WORK ORDER: For the listing below, print exactly the lines from the line with "impl Default for" to the line with "pub fn halt_reason(&self)", both included, and nothing beyond them.

::: INPUT RECORDS :::

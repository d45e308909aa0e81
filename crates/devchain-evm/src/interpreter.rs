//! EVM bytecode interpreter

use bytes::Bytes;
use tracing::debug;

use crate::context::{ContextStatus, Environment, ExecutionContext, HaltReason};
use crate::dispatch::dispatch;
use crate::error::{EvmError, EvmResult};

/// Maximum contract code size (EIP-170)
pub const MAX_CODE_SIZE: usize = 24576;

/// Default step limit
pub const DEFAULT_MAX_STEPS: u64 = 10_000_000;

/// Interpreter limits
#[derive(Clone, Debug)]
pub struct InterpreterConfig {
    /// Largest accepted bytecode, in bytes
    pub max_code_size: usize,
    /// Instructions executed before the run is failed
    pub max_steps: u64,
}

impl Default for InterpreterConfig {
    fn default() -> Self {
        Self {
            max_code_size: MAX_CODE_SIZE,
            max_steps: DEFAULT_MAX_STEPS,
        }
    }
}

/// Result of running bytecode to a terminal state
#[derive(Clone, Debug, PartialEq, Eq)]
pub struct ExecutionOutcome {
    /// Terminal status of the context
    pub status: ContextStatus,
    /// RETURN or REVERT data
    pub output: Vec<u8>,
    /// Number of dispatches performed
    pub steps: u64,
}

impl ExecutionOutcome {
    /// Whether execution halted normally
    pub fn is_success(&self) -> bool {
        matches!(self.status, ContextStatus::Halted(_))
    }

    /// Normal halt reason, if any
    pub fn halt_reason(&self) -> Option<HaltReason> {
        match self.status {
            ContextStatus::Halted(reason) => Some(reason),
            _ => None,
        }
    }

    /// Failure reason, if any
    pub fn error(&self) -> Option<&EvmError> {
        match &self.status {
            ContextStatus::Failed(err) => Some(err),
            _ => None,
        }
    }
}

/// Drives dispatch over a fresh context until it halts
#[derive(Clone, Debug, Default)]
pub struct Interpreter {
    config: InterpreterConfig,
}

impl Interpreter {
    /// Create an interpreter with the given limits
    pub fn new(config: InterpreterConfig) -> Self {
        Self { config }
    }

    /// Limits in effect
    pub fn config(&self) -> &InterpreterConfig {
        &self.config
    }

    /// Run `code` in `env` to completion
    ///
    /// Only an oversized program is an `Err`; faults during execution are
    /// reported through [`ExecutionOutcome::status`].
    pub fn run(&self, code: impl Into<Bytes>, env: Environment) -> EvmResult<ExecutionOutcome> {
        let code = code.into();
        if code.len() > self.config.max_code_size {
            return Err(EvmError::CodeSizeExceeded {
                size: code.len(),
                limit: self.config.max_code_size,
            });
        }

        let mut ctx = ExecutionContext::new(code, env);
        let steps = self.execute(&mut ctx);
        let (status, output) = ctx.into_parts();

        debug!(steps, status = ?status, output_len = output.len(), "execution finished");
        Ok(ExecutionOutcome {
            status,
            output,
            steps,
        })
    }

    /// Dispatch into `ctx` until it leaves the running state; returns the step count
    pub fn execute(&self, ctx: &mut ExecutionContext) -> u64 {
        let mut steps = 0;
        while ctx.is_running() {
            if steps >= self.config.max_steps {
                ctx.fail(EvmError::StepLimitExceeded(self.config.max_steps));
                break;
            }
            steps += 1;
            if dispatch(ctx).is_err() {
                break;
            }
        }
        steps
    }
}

:::

TASK RESPONSE:
impl Default for InterpreterConfig {
    fn default() -> Self {
        Self {
            max_code_size: MAX_CODE_SIZE,
            max_steps: DEFAULT_MAX_STEPS,
        }
    }
}

/// Result of running bytecode to a terminal state
#[derive(Clone, Debug, PartialEq, Eq)]
pub struct ExecutionOutcome {
    /// Terminal status of the context
    pub status: ContextStatus,
    /// RETURN or REVERT data
    pub output: Vec<u8>,
    /// Number of dispatches performed
    pub steps: u64,
}

impl ExecutionOutcome {
    /// Whether execution halted normally
    pub fn is_success(&self) -> bool {
        matches!(self.status, ContextStatus::Halted(_))
    }

    /// Normal halt reason, if any
    pub fn halt_reason(&self) -> Option<HaltReason> {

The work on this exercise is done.